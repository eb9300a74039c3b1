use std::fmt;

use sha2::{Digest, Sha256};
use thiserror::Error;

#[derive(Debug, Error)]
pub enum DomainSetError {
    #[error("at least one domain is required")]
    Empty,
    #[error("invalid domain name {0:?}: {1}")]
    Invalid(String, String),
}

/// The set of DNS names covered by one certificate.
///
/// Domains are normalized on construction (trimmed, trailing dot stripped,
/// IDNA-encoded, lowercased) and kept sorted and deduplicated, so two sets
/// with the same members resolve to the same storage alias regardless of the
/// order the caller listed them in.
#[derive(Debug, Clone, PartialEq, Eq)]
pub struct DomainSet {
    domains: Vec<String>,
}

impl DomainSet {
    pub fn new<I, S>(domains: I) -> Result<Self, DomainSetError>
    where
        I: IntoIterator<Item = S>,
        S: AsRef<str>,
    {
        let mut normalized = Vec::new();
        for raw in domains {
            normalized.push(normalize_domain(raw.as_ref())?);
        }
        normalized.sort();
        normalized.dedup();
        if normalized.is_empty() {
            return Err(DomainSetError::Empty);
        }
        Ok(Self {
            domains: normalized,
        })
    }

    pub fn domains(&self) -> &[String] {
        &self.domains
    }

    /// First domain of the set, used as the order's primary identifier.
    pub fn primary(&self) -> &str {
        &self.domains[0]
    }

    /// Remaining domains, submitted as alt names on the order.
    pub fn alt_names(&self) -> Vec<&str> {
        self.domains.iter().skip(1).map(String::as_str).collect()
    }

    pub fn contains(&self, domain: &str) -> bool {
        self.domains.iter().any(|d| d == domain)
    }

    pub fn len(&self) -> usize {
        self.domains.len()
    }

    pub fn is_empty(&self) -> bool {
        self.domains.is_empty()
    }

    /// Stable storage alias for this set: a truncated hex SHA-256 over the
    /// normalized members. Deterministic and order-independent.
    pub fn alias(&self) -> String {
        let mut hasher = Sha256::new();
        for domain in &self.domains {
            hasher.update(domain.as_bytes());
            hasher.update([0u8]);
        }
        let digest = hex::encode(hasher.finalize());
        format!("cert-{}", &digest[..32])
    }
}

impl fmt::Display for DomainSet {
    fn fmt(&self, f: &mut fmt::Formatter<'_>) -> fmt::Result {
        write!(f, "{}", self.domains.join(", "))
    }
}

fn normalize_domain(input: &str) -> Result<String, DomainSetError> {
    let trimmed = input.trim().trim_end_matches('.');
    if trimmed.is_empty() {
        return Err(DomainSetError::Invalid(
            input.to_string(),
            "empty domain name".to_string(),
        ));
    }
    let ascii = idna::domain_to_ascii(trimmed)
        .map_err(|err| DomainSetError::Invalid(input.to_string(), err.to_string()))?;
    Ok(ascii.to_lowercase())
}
● ● ● ● ●
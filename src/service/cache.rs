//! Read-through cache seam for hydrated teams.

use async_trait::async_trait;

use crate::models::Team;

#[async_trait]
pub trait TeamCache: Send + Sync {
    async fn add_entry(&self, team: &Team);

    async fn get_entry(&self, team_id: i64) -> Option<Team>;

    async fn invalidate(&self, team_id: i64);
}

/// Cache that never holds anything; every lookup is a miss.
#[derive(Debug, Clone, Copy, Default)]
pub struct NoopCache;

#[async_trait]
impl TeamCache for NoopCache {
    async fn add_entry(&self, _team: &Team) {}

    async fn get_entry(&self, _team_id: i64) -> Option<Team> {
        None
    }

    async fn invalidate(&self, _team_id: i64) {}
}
● ● ● ● ●
# Directions
After counting the lines above that include the word "alias", give only the number.

# Completed exercise
3